You could also look at the picture from the vantage point of another analogy, that being Marcello as the whipped dog who bafflingly insists on repeatedly returning to its callous owner. This is perhaps the more fitting one, suggesting that he has spent such a long time in a reciprocally affectionate interaction with dogs that he has adopted their tendency of unquestioning devotion. It is partially for this reason that Simone does whatever he pleases, Marcello incapable of entertaining the thought of betraying him in spite of ample opportunity, but even without his lapdog, it is apparent that Simone would hold sway regardless. A brief discussion amongst Marcello’s slightly more aggressive friends about having Simone ‘taken care of’ is quickly nipped in the bud, as they know that if they stick their heads above the parapet and fail, His Royal Thuggishness will merely ramp up the intensity. It’s a dog’s life for this lot, and no mistake.
As much as Marcello Fonte deserved his Best Actor Award from Cannes for his excellent performance, immense credit must also be given to Edoardo Pesce. Simone is undoubtedly detestable and inspires rage with his arrogant cruelty, but he is also a terrifying presence who injects suspense into every frame that he occupies. At 6-foot-something, with shoulders the width of a truck and a seasoned boxer’s face to boot, he opts to simmer intensely rather than launch into explosive verbal tirades, making his outbursts of violence all the more of a pulse-heightener. There is a distinct lack of police presence in this town for the majority of the film, the locals far too frightened to report him, and it has contributed to him having such a casual disregard for basic mores and order that you could be forgiven for laughing nervously at just how brazenly and chaotically he conducts himself.

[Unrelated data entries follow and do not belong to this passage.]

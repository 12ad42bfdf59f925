// SPDX-License-Identifier: GPL-3.0-or-later
// src/config.rs
//
// Workstation settings: TOML schema, search path, loading, validation.

use std::path::{Path, PathBuf};

use serde::Deserialize;
use thiserror::Error;

use crate::domain::{Monitor, Vec2, Workstation};

/// Name of the settings file searched for in the working directory and in
/// the user configuration directory.
pub const SETTINGS_FILE_NAME: &str = "wallcrop.toml";

#[derive(Debug, Error)]
pub enum SettingsError {
    #[error("no settings file found (searched ./wallcrop.toml and the user config directory)")]
    NotFound,
    #[error("failed to read settings file {}", path.display())]
    Read {
        path: PathBuf,
        source: std::io::Error,
    },
    #[error("failed to parse settings file {}", path.display())]
    Parse {
        path: PathBuf,
        source: toml::de::Error,
    },
    #[error("no workstations configured")]
    NoWorkstations,
    #[error("workstation '{0}' has no monitors configured")]
    NoMonitors(String),
    #[error("monitor '{monitor}' of workstation '{workstation}' has a non-positive {field}")]
    NonPositiveField {
        workstation: String,
        monitor: String,
        field: &'static str,
    },
    #[error("no workstation named '{0}' in settings")]
    UnknownWorkstation(String),
}

/// One monitor entry of the settings file.
#[derive(Debug, Clone, Deserialize)]
pub struct MonitorSettings {
    pub name: String,
    /// Physical size (width, height) in workstation-local units.
    pub size: (f64, f64),
    /// Physical position (x, y) of the top-left corner.
    pub position: (f64, f64),
    /// Pixel resolution (width, height).
    pub resolution: (u32, u32),
}

/// One workstation entry of the settings file.
#[derive(Debug, Clone, Deserialize)]
pub struct WorkstationSettings {
    pub name: String,
    pub monitors: Vec<MonitorSettings>,
}

/// Root of `wallcrop.toml`.
#[derive(Debug, Clone, Deserialize)]
pub struct Settings {
    pub workstations: Vec<WorkstationSettings>,
}

impl Settings {
    /// Load settings from an explicit path, or search the default locations:
    /// `./wallcrop.toml`, then `wallcrop/wallcrop.toml` under the user
    /// configuration directory.
    pub fn load(explicit_path: Option<&Path>) -> Result<Self, SettingsError> {
        let path = match explicit_path {
            Some(path) => path.to_path_buf(),
            None => Self::search_path().ok_or(SettingsError::NotFound)?,
        };

        log::info!("loading settings from {}", path.display());
        let content = std::fs::read_to_string(&path).map_err(|source| SettingsError::Read {
            path: path.clone(),
            source,
        })?;
        let settings: Settings =
            toml::from_str(&content).map_err(|source| SettingsError::Parse { path, source })?;

        settings.validate()?;
        Ok(settings)
    }

    fn search_path() -> Option<PathBuf> {
        let local = PathBuf::from(SETTINGS_FILE_NAME);
        if local.is_file() {
            return Some(local);
        }

        let user = dirs::config_dir()?.join("wallcrop").join(SETTINGS_FILE_NAME);
        user.is_file().then_some(user)
    }

    /// Validate the loaded settings.
    ///
    /// Configuration failures are fatal at load time; the geometry layer is
    /// only ever handed validated workstations.
    pub fn validate(&self) -> Result<(), SettingsError> {
        if self.workstations.is_empty() {
            return Err(SettingsError::NoWorkstations);
        }

        for workstation in &self.workstations {
            if workstation.monitors.is_empty() {
                return Err(SettingsError::NoMonitors(workstation.name.clone()));
            }
            for monitor in &workstation.monitors {
                let field = if monitor.size.0 <= 0.0 || monitor.size.1 <= 0.0 {
                    Some("size")
                } else if monitor.resolution.0 == 0 || monitor.resolution.1 == 0 {
                    Some("resolution")
                } else {
                    None
                };
                if let Some(field) = field {
                    return Err(SettingsError::NonPositiveField {
                        workstation: workstation.name.clone(),
                        monitor: monitor.name.clone(),
                        field,
                    });
                }
            }
        }

        Ok(())
    }

    /// Select a workstation by name, or the first one when no name is given.
    pub fn workstation(&self, name: Option<&str>) -> Result<Workstation, SettingsError> {
        let settings = match name {
            Some(name) => self
                .workstations
                .iter()
                .find(|w| w.name == name)
                .ok_or_else(|| SettingsError::UnknownWorkstation(name.to_owned()))?,
            // validate() guarantees at least one workstation.
            None => &self.workstations[0],
        };

        Ok(settings.to_domain())
    }
}

impl WorkstationSettings {
    /// Convert the settings entry into the domain model.
    pub fn to_domain(&self) -> Workstation {
        Workstation {
            name: self.name.clone(),
            monitors: self
                .monitors
                .iter()
                .map(|m| Monitor {
                    name: m.name.clone(),
                    size: Vec2::new(m.size.0, m.size.1),
                    position: Vec2::new(m.position.0, m.position.1),
                    resolution: m.resolution,
                })
                .collect(),
        }
    }
}
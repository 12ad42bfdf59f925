// SPDX-License-Identifier: GPL-3.0-or-later
// src/wallpaper.rs
//
// Wallpaper image loading.

use std::path::Path;

use image::{DynamicImage, GenericImageView, ImageReader};

/// The decoded wallpaper image.
///
/// The geometry core only consumes the pixel dimensions and the derived
/// aspect ratio; the decoded bitmap is kept for the rendering collaborator.
pub struct Wallpaper {
    image: DynamicImage,
}

impl Wallpaper {
    /// Load and decode a wallpaper from disk.
    pub fn open(path: &Path) -> image::ImageResult<Self> {
        let image = ImageReader::open(path)?.decode()?;
        Ok(Self { image })
    }

    /// Native pixel dimensions (width, height).
    pub fn dimensions(&self) -> (u32, u32) {
        self.image.dimensions()
    }

    /// Pixel aspect ratio (width / height).
    pub fn aspect_ratio(&self) -> f64 {
        let (width, height) = self.dimensions();
        f64::from(width) / f64::from(height)
    }

    /// Access the decoded bitmap for rendering.
    pub fn image(&self) -> &DynamicImage {
        &self.image
    }
}

impl From<DynamicImage> for Wallpaper {
    fn from(image: DynamicImage) -> Self {
        Self { image }
    }
}

#[cfg(test)]
mod tests {
    use super::*;

    #[test]
    fn aspect_ratio_is_width_over_height() {
        let wallpaper = Wallpaper::from(DynamicImage::new_rgba8(1125, 250));
        assert_eq!(wallpaper.dimensions(), (1125, 250));
        assert!((wallpaper.aspect_ratio() - 4.5).abs() < 1e-12);
    }
}
//! Route definitions for the `/users` resource.

use axum::routing::get;
use axum::Router;

use crate::handlers::user;
use crate::state::AppState;

/// Routes mounted at `/users`.
pub fn router() -> Router<AppState> {
    Router::new()
        .route("/", get(user::list).post(user::create))
        .route(
            "/{id}",
            get(user::get_by_id).put(user::update).delete(user::delete),
        )
}
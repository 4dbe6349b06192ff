//! User CRUD. A name taken by another user is a `409 CONFLICT`.

use taskboard_core::error::CoreError;
use taskboard_core::types::DbId;
use taskboard_db::models::user::{CreateUser, UpdateUser, User};
use taskboard_db::repositories::UserRepo;
use taskboard_db::DbPool;

use crate::error::{AppError, AppResult};

fn not_found(id: DbId) -> CoreError {
    CoreError::NotFound { entity: "User", id }
}

const UNIQUE_NAME: &str = "uq_users_name";

/// Turn a `uq_users_name` violation into a `Conflict` naming the taken name.
fn name_conflict(err: sqlx::Error, name: Option<&str>) -> AppError {
    match &err {
        sqlx::Error::Database(db) if db.constraint() == Some(UNIQUE_NAME) => {
            CoreError::Conflict(format!(
                "A user named '{}' already exists",
                name.unwrap_or_default()
            ))
            .into()
        }
        _ => err.into(),
    }
}

pub async fn list_users(pool: &DbPool) -> AppResult<Vec<User>> {
    Ok(UserRepo::list(pool).await?)
}

pub async fn get_user(pool: &DbPool, id: DbId) -> AppResult<User> {
    UserRepo::find_by_id(pool, id)
        .await?
        .ok_or_else(|| not_found(id).into())
}

pub async fn create_user(pool: &DbPool, input: &CreateUser) -> AppResult<User> {
    let user = UserRepo::create(pool, input)
        .await
        .map_err(|e| name_conflict(e, Some(&input.name)))?;
    tracing::info!(user_id = user.id, "User created");
    Ok(user)
}

pub async fn update_user(pool: &DbPool, id: DbId, input: &UpdateUser) -> AppResult<User> {
    let user = UserRepo::update(pool, id, input)
        .await
        .map_err(|e| name_conflict(e, input.name.as_deref()))?
        .ok_or_else(|| not_found(id))?;
    tracing::info!(user_id = id, "User updated");
    Ok(user)
}

/// Delete a user. Tasks assigned to them become unassigned.
pub async fn delete_user(pool: &DbPool, id: DbId) -> AppResult<()> {
    if !UserRepo::delete(pool, id).await? {
        return Err(not_found(id).into());
    }
    tracing::info!(user_id = id, "User deleted");
    Ok(())
}
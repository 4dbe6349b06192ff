//! Shared application router builder.
//!
//! Provides [`build_app_router`] so both the production binary (`main.rs`)
//! and integration tests (`tests/common/mod.rs`) use the exact same middleware
//! stack.

use std::time::Duration;

use axum::http::header::CONTENT_TYPE;
use axum::http::{HeaderName, HeaderValue, Method, StatusCode};
use axum::Router;
use tower_http::catch_panic::CatchPanicLayer;
use tower_http::cors::CorsLayer;
use tower_http::request_id::{MakeRequestUuid, PropagateRequestIdLayer, SetRequestIdLayer};
use tower_http::timeout::TimeoutLayer;
use tower_http::trace::{DefaultMakeSpan, DefaultOnResponse, TraceLayer};
use tracing::Level;

use crate::config::ServerConfig;
use crate::routes;
use crate::state::AppState;

/// Build the full application [`Router`] with all middleware layers.
///
/// The middleware stack is applied bottom-up:
///
/// 1. CORS
/// 2. Set request ID on incoming requests
/// 3. Structured request/response tracing
/// 4. Propagate request ID to response
/// 5. Request timeout
/// 6. Panic recovery (catch panics, return 500)
pub fn build_app_router(state: AppState, config: &ServerConfig) -> Router {
    let cors = build_cors_layer(config);
    let request_id_header = HeaderName::from_static("x-request-id");

    Router::new()
        // Health check at root level (not under /api/v1).
        .merge(routes::health::router())
        .nest("/api/v1", routes::api_routes())
        .layer(CatchPanicLayer::new())
        .layer(TimeoutLayer::with_status_code(
            StatusCode::REQUEST_TIMEOUT,
            Duration::from_secs(config.request_timeout_secs),
        ))
        .layer(PropagateRequestIdLayer::new(request_id_header.clone()))
        .layer(
            TraceLayer::new_for_http()
                .make_span_with(DefaultMakeSpan::new().level(Level::INFO))
                .on_response(DefaultOnResponse::new().level(Level::INFO)),
        )
        .layer(SetRequestIdLayer::new(request_id_header, MakeRequestUuid))
        .layer(cors)
        .with_state(state)
}

/// Build the CORS middleware layer from server configuration.
///
/// Origins are validated by [`ServerConfig::from_lookup`]; any that still
/// fail to parse are skipped.
pub fn build_cors_layer(config: &ServerConfig) -> CorsLayer {
    let origins: Vec<HeaderValue> = config
        .cors_origins
        .iter()
        .filter_map(|o| o.parse().ok())
        .collect();

    CorsLayer::new()
        .allow_origin(origins)
        .allow_methods([Method::GET, Method::POST, Method::PUT, Method::DELETE])
        .allow_headers([CONTENT_TYPE])
        .max_age(Duration::from_secs(3600))
}
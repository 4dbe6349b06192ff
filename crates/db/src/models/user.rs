//! User entity model and DTOs.

use serde::Serialize;
use sqlx::FromRow;
use taskboard_core::types::{DbId, Timestamp};

/// A row from the `users` table.
#[derive(Debug, Clone, FromRow, Serialize)]
pub struct User {
    pub id: DbId,
    pub name: String,
    /// Job title, e.g. `"Developer"`.
    pub role: String,
    pub created_at: Timestamp,
    pub updated_at: Timestamp,
}

/// DTO for creating a new user.
#[derive(Debug, Clone)]
pub struct CreateUser {
    pub name: String,
    pub role: String,
}

/// DTO for updating an existing user. All fields are optional.
#[derive(Debug, Clone, Default)]
pub struct UpdateUser {
    pub name: Option<String>,
    pub role: Option<String>,
}
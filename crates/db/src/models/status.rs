//! Status registry rows.

use serde::Serialize;
use sqlx::FromRow;
use taskboard_core::status::StatusId;

/// One `(id, name)` entry of a status lookup table.
#[derive(Debug, Clone, PartialEq, Eq, FromRow, Serialize)]
pub struct StatusEntry {
    pub id: StatusId,
    pub name: String,
}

Filmed against the backdrop of a bleak and ever-grey beachfront in the Campania region of Southern Italy, Dogman is a suspenseful, sad and unforgiving tale of masculinity, insecurity, injustice and redemption. It is also resplendent with highly authentic moments of humanity and sweetness, made all the more emotionally resonant by the fact that it is based on true events. Taking the concept of the underdog to surprising and inventive heights, it works perfectly as both a solid crime flick and a human-interest story. You’ll be missing out if you don’t track this one down.